Due to the importance of crop recognition and field monitoring in making national food and groundwater policies and economic plans, it is crucial to crop identification. Remote sensing has been widely used as a useful tool for crop identification at a large scale due to its high temporal resolution, wide coverage, and low cost. However, cleaning and extracting accurate and useful crop information from these images is challenging, time consuming, and requires a lot of manual work. Moreover, fields in Saudi Arabia are small compared to other countries, posing a challenge to crop recognition methods.
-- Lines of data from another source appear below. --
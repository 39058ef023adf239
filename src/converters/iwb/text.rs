//! Functions for flattening the rich text embedded in UBZ text objects
//! (an XHTML fragment inside a `foreignObject`) into a flat sequence of
//! [`TextRun`]s, and for turning those runs into `textarea` content.

use log::debug;

use super::{
    attributes::{classify, AttributeClass},
    constants::ATTR_STYLE,
};
use crate::models::{
    elements::OutputElement,
    source_tree::{NodeId, SourceTree},
    text::TextRun,
};

type Style = Vec<(String, String)>;

/// Block tags; a block holding other blocks is a wrapper, not a paragraph.
const PARAGRAPH_TAGS: &[&str] = &["p", "div"];

/// Flattens the rich-text fragment rooted at `fragment`.
///
/// Paragraphs are separated by [`TextRun::LineBreak`]; inside a paragraph,
/// text keeps its document order and inline styling is merged from the
/// outermost to the innermost element.
///
/// # Arguments
/// * `tree` - The parsed page.
/// * `fragment` - The `foreignObject` (or any container) holding the markup.
///
/// # Returns
/// The runs in paragraph and inline order.
pub fn flatten(tree: &SourceTree, fragment: NodeId) -> Vec<TextRun> {
    let container = tree.find_descendant_by_tag(fragment, "body").unwrap_or(fragment);

    let mut paragraphs = Vec::new();
    collect_paragraphs(tree, container, &mut paragraphs);

    let mut runs = Vec::new();
    if paragraphs.is_empty() {
        walk_inline(tree, container, &Style::new(), &mut runs);
        return runs;
    }

    for (index, paragraph) in paragraphs.into_iter().enumerate() {
        if index > 0 {
            runs.push(TextRun::LineBreak);
        }
        walk_inline(tree, paragraph, &Style::new(), &mut runs);
    }
    runs
}

fn is_block(tree: &SourceTree, id: NodeId) -> bool {
    tree.element(id)
        .is_some_and(|e| PARAGRAPH_TAGS.contains(&e.name.as_str()))
}

/// Appends the innermost blocks under `node` in document order, descending
/// through blocks that only wrap other blocks.
fn collect_paragraphs(tree: &SourceTree, node: NodeId, paragraphs: &mut Vec<NodeId>) {
    for child in tree.child_elements(node).filter(|id| is_block(tree, *id)) {
        if tree.child_elements(child).any(|id| is_block(tree, id)) {
            collect_paragraphs(tree, child, paragraphs);
        } else {
            paragraphs.push(child);
        }
    }
}

/// Walks the children of an inline container, appending runs.
fn walk_inline(tree: &SourceTree, node: NodeId, inherited: &Style, runs: &mut Vec<TextRun>) {
    for child in tree.children(node) {
        if let Some(text) = tree.text(child) {
            if inherited.is_empty() {
                runs.push(TextRun::PlainText(text.to_string()));
            } else {
                runs.push(TextRun::StyledSpan {
                    attributes: inherited.clone(),
                    text: text.to_string(),
                });
            }
            continue;
        }

        let Some(element) = tree.element(child) else {
            continue;
        };
        if element.name == "br" {
            runs.push(TextRun::LineBreak);
            continue;
        }

        let mut style = inherited.clone();
        for (name, value) in implicit_style(&element.name) {
            merge_style(&mut style, name.to_string(), value.to_string());
        }
        if element.name == "font" {
            if let Some(color) = element.attribute("color") {
                merge_style(&mut style, "fill".to_string(), color.to_string());
            }
        }
        if let Some(declarations) = element.attribute(ATTR_STYLE) {
            for (name, value) in parse_style(declarations) {
                merge_style(&mut style, name, value);
            }
        }
        walk_inline(tree, child, &style, runs);
    }
}

/// Style carried by presentational inline tags.
fn implicit_style(tag: &str) -> &'static [(&'static str, &'static str)] {
    match tag {
        "b" | "strong" => &[("font-weight", "bold")],
        "i" | "em" => &[("font-style", "italic")],
        "u" => &[("text-decoration", "underline")],
        _ => &[],
    }
}

/// Inner declarations override outer ones in place, new ones are appended.
fn merge_style(style: &mut Style, name: String, value: String) {
    match style.iter_mut().find(|(existing, _)| *existing == name) {
        Some(slot) => slot.1 = value,
        None => style.push((name, value)),
    }
}

/// Parses a CSS declaration list (`name:value;name:value`) into the
/// presentation attributes a `tspan` accepts.
///
/// Fragments that are not `name:value` pairs are skipped, `color` becomes
/// `fill` and the value `text` becomes `normal`.
pub fn parse_style(declarations: &str) -> Style {
    let mut style = Style::new();
    for declaration in declarations.split(';') {
        let Some((name, value)) = declaration.split_once(':') else {
            if !declaration.trim().is_empty() {
                debug!("Skipping unparsable style fragment '{}'", declaration);
            }
            continue;
        };
        let name = name.trim().to_ascii_lowercase();
        let value = value.trim().trim_matches(|c: char| c == '\'' || c == '"').trim();
        if name.is_empty() || value.is_empty() {
            continue;
        }

        let name = if name == "color" { "fill".to_string() } else { name };
        let value = if value == "text" { "normal" } else { value };

        if classify(&name, "tspan") == AttributeClass::DirectSvgAttribute {
            merge_style(&mut style, name, value.to_string());
        } else {
            debug!("Dropping style property '{}' from text run", name);
        }
    }
    style
}

/// Appends the runs to a `textarea` element: text nodes, `tspan` elements
/// and `tbreak` elements.
pub fn append_runs(textarea: &mut OutputElement, runs: Vec<TextRun>) {
    for run in runs {
        match run {
            TextRun::PlainText(text) => textarea.push_text(text),
            TextRun::StyledSpan { attributes, text } => {
                let mut span = OutputElement::new("tspan");
                for (name, value) in attributes {
                    span.set(name, value);
                }
                span.push_text(text);
                textarea.push_child(span);
            }
            TextRun::LineBreak => textarea.push_child(OutputElement::new("tbreak")),
        }
    }
}
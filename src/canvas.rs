//! Raster canvas collaborator: paints page backgrounds into PNG bytes.

use thiserror::Error;
use tiny_skia::{Color, Paint, PathBuilder, Pixmap, Stroke, Transform};

/// Grid drawn over a background fill.
#[derive(Debug, Clone, PartialEq)]
pub struct GridSpec {
    pub spacing: u32,
    pub color: String,
    pub line_width: f32,
}

/// What the converter wants painted.
#[derive(Debug, Clone, PartialEq)]
pub struct BackgroundRequest {
    pub width: u32,
    pub height: u32,
    /// CSS colour name or `#rrggbb`.
    pub fill: String,
    pub grid: Option<GridSpec>,
}

#[derive(Error, Debug)]
pub enum CanvasError {
    #[error("invalid raster size {width}x{height}")]
    InvalidSize { width: u32, height: u32 },
    #[error("unknown colour '{0}'")]
    UnknownColor(String),
    #[error("png encode failed: {0}")]
    Encode(String),
}

/// Paints background rasters for the converter.
pub trait BackgroundCanvas {
    fn paint_background(&self, request: &BackgroundRequest) -> Result<Vec<u8>, CanvasError>;
}

/// [`BackgroundCanvas`] backed by `tiny-skia`.
#[derive(Debug, Clone, Copy, Default)]
pub struct SkiaCanvas;

impl BackgroundCanvas for SkiaCanvas {
    fn paint_background(&self, request: &BackgroundRequest) -> Result<Vec<u8>, CanvasError> {
        let mut pixmap =
            Pixmap::new(request.width, request.height).ok_or(CanvasError::InvalidSize {
                width: request.width,
                height: request.height,
            })?;
        pixmap.fill(parse_color(&request.fill)?);

        if let Some(grid) = request.grid.as_ref().filter(|g| g.spacing > 0) {
            let mut paint = Paint::default();
            paint.set_color(parse_color(&grid.color)?);
            paint.anti_alias = false;
            let stroke = Stroke {
                width: grid.line_width,
                ..Stroke::default()
            };

            let width = request.width as f32;
            let height = request.height as f32;
            let mut builder = PathBuilder::new();
            for x in (0..request.width).step_by(grid.spacing as usize) {
                builder.move_to(x as f32, 0.0);
                builder.line_to(x as f32, height);
            }
            for y in (0..request.height).step_by(grid.spacing as usize) {
                builder.move_to(0.0, y as f32);
                builder.line_to(width, y as f32);
            }
            if let Some(path) = builder.finish() {
                pixmap.stroke_path(&path, &paint, &stroke, Transform::identity(), None);
            }
        }

        pixmap
            .encode_png()
            .map_err(|e| CanvasError::Encode(e.to_string()))
    }
}

/// Parses the colour names the converter emits, plus `#rgb` / `#rrggbb`.
pub fn parse_color(value: &str) -> Result<Color, CanvasError> {
    let value = value.trim();
    let rgb = match value.to_ascii_lowercase().as_str() {
        "black" => (0, 0, 0),
        "white" => (255, 255, 255),
        "blue" => (0, 0, 255),
        "red" => (255, 0, 0),
        "green" => (0, 128, 0),
        "gray" | "grey" => (128, 128, 128),
        "lightgray" | "lightgrey" => (211, 211, 211),
        hex if hex.starts_with('#') => parse_hex(&hex[1..])
            .ok_or_else(|| CanvasError::UnknownColor(value.to_string()))?,
        _ => return Err(CanvasError::UnknownColor(value.to_string())),
    };
    Ok(Color::from_rgba8(rgb.0, rgb.1, rgb.2, 255))
}

fn parse_hex(hex: &str) -> Option<(u8, u8, u8)> {
    let channel = |s: &str| u8::from_str_radix(s, 16).ok();
    match hex.len() {
        6 => Some((
            channel(&hex[0..2])?,
            channel(&hex[2..4])?,
            channel(&hex[4..6])?,
        )),
        3 => {
            let short = |i: usize| channel(&hex[i..i + 1]).map(|v| v * 17);
            Some((short(0)?, short(1)?, short(2)?))
        }
        _ => None,
    }
}

#[cfg(test)]
pub(crate) mod tests {
    use super::*;
    use std::cell::RefCell;

    /// Remembers every request and answers with a fixed payload.
    #[derive(Debug, Default)]
    pub(crate) struct RecordingCanvas {
        pub requests: RefCell<Vec<BackgroundRequest>>,
    }

    impl BackgroundCanvas for RecordingCanvas {
        fn paint_background(&self, request: &BackgroundRequest) -> Result<Vec<u8>, CanvasError> {
            self.requests.borrow_mut().push(request.clone());
            Ok(b"png".to_vec())
        }
    }

    #[test]
    fn paints_a_png_of_the_requested_size() {
        let request = BackgroundRequest {
            width: 64,
            height: 48,
            fill: "black".to_string(),
            grid: Some(GridSpec {
                spacing: 16,
                color: "white".to_string(),
                line_width: 1.0,
            }),
        };
        let png = SkiaCanvas.paint_background(&request).unwrap();
        assert!(png.starts_with(b"\x89PNG"));

        let decoded = Pixmap::decode_png(&png).unwrap();
        assert_eq!((decoded.width(), decoded.height()), (64, 48));
        // Centre of the first cell keeps the fill colour.
        let pixel = decoded.pixel(8, 8).unwrap();
        assert_eq!((pixel.red(), pixel.green(), pixel.blue()), (0, 0, 0));
    }

    #[test]
    fn rejects_empty_rasters_and_unknown_colours() {
        let mut request = BackgroundRequest {
            width: 0,
            height: 10,
            fill: "white".to_string(),
            grid: None,
        };
        assert!(matches!(
            SkiaCanvas.paint_background(&request),
            Err(CanvasError::InvalidSize { .. })
        ));
        request.width = 10;
        request.fill = "chartreuse-ish".to_string();
        assert!(matches!(
            SkiaCanvas.paint_background(&request),
            Err(CanvasError::UnknownColor(_))
        ));
    }

    #[test]
    fn parses_hex_colours() {
        let c = parse_color("#ff8000").unwrap();
        assert_eq!(c, Color::from_rgba8(255, 128, 0, 255));
        assert_eq!(parse_color("#fff").unwrap(), Color::WHITE);
        assert!(parse_color("#12").is_err());
    }
}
However, by using the right techniques of artificial intelligence, machine learning, and image processing, crop identification is automated and more accurate. This saves time, improves accuracy, enables better production management, and reduces environmental impacts.

What we did

By integrating multispectral satellite imagery from low-resolution Landsat8 data to a higher resolution multiband WorldView imagery, and by developing methodologies that with a high precision detect new crop fields and accurately classify different crop types, we provided our clients with accurate data that are critical for improving food security and agricultural growth. In the process, we used spectral signatures and multitemporal data to identify crop types. Moreover, we used many vegetation indices to improve accuracy (e.g., leaf area, soil type, NDVI, and LAI). We also used pre-existing crop types and sites that were manually detected to validate our methodology, detect new sites, create accurate polygons for crop fields, and quantify the total area of crops.

Our Impact

We provided our clients with a model that enabled them to monitor agricultural activity from satellite imagery more quickly and at a lower cost. Our model also accurately classified crop types and predicted yields. We analyzed each crop type more closely using spectral signatures, temporal growth trends, and vegetation indices highlighting crop information that varies from one crop to another, thus classifying and comparing crops.